Each line of the listing below containing the word "Some" should be returned.

— Task input —
#####
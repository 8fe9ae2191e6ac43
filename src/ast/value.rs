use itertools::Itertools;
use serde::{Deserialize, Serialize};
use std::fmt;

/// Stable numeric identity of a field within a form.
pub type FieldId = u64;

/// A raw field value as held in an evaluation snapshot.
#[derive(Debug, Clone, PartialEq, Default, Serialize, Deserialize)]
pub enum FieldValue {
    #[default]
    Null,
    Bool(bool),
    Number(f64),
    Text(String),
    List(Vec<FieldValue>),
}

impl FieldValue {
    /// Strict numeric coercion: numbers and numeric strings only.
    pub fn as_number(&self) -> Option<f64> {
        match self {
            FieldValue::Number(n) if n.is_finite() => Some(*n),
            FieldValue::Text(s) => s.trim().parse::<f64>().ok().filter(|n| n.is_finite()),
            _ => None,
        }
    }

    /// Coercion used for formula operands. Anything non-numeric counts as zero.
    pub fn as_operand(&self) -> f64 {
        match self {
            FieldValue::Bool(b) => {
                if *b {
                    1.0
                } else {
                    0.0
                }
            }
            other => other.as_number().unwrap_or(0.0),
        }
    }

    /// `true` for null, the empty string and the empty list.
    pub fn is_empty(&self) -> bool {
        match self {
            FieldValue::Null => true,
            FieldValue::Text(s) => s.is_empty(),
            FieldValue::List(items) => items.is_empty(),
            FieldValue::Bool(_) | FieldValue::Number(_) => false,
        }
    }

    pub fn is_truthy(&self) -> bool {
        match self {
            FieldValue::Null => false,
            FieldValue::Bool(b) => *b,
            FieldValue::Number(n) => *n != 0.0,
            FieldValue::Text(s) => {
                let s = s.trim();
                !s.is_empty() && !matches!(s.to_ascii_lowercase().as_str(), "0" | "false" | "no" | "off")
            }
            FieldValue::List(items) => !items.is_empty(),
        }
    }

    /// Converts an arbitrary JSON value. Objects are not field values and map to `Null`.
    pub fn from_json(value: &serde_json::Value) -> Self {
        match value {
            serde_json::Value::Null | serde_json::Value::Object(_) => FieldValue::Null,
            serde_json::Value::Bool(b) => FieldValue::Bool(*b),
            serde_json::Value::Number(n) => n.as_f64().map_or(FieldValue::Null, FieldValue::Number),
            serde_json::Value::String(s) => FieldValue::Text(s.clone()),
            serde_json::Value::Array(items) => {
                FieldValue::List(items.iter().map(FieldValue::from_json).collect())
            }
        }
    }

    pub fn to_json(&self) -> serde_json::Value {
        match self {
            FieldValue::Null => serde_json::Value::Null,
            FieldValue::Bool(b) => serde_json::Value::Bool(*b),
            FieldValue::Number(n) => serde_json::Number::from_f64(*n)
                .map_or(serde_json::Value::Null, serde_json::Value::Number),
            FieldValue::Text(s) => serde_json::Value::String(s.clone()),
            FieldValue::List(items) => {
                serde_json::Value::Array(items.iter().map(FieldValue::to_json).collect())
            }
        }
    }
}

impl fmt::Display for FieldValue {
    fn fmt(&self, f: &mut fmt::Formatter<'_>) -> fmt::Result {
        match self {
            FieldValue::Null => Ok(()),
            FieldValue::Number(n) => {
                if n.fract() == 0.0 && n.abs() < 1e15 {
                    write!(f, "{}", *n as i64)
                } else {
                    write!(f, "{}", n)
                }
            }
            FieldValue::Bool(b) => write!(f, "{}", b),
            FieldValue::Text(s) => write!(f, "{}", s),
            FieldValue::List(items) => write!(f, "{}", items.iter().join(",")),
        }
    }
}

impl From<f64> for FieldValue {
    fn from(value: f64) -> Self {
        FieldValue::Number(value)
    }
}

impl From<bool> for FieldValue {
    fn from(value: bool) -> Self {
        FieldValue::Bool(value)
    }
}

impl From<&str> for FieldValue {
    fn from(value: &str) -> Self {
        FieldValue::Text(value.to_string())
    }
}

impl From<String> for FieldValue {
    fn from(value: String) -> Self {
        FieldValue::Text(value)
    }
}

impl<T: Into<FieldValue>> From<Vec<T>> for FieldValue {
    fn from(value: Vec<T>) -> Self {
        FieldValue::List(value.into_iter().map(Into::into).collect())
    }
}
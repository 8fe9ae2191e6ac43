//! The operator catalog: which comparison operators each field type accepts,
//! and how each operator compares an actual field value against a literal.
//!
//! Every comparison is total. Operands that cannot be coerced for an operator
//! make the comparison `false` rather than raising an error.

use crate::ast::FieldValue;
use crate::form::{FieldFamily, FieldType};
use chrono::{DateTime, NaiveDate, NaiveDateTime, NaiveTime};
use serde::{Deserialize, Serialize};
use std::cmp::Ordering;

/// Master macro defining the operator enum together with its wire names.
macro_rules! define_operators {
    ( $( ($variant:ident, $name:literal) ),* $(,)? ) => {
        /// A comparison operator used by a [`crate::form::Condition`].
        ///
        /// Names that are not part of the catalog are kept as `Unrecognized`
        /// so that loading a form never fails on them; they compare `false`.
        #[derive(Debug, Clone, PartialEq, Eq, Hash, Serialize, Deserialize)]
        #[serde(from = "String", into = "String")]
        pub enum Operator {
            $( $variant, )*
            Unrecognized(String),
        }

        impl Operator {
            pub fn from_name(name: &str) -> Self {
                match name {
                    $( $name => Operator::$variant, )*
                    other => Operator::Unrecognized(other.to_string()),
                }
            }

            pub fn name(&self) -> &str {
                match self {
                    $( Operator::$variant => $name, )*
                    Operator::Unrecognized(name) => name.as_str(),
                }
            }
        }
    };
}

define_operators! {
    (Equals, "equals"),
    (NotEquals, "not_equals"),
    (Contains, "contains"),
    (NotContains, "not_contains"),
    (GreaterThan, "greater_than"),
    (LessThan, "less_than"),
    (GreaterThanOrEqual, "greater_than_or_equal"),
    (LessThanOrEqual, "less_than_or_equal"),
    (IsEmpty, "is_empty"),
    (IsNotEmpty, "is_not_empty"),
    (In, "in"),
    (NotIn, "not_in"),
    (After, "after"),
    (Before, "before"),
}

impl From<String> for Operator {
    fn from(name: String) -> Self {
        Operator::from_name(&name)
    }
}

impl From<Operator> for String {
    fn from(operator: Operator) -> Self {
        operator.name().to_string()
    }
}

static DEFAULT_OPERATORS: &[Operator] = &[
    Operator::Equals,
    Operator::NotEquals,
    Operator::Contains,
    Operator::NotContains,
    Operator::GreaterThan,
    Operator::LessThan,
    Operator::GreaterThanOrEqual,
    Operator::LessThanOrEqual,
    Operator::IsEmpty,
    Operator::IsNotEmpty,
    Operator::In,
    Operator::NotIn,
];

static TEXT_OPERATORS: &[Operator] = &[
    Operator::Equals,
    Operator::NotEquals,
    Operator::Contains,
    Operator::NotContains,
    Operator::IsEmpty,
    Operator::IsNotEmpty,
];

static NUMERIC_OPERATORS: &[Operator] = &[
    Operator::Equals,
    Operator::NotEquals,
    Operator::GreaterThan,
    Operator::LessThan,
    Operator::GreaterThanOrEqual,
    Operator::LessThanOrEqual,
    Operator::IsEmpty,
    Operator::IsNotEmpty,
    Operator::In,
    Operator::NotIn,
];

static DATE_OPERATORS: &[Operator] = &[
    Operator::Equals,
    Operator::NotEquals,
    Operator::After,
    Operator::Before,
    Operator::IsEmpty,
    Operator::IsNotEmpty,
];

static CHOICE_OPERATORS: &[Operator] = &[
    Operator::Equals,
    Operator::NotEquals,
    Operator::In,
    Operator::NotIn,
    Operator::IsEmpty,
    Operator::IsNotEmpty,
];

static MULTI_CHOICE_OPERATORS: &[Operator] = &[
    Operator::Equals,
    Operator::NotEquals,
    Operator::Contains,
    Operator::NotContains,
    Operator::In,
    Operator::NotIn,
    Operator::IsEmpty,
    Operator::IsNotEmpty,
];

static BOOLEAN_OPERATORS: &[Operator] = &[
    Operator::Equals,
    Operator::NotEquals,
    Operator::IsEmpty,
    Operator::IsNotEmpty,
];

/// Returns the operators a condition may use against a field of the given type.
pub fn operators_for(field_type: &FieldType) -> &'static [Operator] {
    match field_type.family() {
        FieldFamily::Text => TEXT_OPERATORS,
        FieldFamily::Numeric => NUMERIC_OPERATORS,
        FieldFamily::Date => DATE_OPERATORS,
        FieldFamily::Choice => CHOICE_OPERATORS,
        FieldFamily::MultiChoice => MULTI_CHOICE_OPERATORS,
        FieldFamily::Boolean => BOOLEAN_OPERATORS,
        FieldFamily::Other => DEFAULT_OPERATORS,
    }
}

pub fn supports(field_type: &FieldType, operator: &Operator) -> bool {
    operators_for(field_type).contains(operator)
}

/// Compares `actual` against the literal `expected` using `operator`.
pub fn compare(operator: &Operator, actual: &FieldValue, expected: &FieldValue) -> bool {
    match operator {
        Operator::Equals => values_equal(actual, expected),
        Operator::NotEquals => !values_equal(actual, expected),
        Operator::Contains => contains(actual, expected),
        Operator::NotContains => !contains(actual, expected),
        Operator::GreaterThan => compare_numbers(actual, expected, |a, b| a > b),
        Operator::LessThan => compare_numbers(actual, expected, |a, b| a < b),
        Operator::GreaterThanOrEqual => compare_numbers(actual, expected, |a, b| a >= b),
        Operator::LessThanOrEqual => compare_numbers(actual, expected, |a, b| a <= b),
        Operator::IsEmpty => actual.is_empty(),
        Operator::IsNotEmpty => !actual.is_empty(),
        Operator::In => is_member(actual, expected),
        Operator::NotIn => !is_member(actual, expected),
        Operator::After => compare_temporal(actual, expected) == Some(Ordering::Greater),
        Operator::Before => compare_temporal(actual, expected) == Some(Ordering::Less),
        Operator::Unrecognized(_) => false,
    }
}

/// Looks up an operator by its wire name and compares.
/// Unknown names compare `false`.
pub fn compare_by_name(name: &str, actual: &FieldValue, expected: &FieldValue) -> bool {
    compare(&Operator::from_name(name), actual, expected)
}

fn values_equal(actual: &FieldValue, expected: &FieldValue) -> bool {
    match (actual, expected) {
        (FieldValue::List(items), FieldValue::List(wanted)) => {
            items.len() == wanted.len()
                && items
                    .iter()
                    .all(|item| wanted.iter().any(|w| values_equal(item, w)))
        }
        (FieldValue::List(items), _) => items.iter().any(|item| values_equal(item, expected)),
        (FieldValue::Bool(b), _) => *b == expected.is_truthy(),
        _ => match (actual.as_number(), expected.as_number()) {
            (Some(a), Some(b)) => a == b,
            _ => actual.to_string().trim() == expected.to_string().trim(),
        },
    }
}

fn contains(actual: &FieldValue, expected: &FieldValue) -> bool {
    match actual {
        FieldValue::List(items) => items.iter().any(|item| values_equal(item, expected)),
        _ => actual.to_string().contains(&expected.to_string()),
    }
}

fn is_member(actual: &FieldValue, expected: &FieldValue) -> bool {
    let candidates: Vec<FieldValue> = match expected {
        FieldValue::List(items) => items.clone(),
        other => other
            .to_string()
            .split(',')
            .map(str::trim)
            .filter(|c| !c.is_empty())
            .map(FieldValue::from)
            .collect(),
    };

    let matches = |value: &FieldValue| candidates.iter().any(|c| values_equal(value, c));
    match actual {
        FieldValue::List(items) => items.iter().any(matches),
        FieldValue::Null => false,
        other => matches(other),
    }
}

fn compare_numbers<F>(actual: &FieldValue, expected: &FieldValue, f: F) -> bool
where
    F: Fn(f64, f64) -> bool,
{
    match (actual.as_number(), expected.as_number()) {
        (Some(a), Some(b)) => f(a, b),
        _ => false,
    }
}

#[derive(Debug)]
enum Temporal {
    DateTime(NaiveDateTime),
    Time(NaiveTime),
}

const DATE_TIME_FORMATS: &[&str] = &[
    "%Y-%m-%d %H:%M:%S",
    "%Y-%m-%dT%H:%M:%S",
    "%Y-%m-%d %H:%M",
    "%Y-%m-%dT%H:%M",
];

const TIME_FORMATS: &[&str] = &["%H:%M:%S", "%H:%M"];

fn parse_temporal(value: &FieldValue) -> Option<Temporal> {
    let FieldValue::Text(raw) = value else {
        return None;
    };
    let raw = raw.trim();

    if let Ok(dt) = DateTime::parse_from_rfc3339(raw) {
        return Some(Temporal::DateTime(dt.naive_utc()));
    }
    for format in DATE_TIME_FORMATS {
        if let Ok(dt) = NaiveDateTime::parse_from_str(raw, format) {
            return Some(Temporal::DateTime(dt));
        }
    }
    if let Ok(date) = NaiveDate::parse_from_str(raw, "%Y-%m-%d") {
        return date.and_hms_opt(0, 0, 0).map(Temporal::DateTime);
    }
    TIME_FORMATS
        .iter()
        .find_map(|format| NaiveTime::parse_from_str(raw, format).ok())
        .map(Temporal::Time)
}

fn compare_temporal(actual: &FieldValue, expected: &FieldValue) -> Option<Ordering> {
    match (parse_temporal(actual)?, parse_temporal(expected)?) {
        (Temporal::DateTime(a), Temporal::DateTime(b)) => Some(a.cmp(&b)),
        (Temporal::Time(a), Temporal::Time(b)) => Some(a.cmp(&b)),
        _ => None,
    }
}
#####
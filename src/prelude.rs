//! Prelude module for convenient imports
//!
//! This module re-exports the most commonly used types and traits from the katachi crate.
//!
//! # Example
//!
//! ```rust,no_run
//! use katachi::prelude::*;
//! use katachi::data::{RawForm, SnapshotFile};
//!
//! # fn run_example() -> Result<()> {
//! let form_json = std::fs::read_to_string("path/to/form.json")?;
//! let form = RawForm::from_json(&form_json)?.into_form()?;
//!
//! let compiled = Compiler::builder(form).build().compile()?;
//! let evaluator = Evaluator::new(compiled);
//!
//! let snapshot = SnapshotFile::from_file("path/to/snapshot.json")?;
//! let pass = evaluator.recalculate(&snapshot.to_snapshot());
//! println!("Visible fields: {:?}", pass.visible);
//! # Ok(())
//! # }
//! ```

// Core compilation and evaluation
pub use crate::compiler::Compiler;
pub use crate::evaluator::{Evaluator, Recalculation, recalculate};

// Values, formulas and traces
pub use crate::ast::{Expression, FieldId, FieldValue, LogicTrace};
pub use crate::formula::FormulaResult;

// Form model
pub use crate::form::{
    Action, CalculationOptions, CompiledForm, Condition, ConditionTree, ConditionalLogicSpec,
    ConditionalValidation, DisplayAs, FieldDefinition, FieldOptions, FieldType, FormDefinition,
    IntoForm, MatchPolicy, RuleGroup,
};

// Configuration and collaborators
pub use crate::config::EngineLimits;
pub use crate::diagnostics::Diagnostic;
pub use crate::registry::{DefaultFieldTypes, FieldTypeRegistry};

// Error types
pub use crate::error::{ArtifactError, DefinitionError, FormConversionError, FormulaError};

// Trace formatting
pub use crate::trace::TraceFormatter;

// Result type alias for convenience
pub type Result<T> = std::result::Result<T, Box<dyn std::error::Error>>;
#####
— Output below —
            FieldValue::Number(n) if n.is_finite() => Some(*n),
        Operator::After => compare_temporal(actual, expected) == Some(Ordering::Greater),
        Operator::Before => compare_temporal(actual, expected) == Some(Ordering::Less),
            (Some(a), Some(b)) => a == b,
        (Some(a), Some(b)) => f(a, b),
        return Some(Temporal::DateTime(dt.naive_utc()));
            return Some(Temporal::DateTime(dt));
        (Temporal::DateTime(a), Temporal::DateTime(b)) => Some(a.cmp(&b)),
        (Temporal::Time(a), Temporal::Time(b)) => Some(a.cmp(&b)),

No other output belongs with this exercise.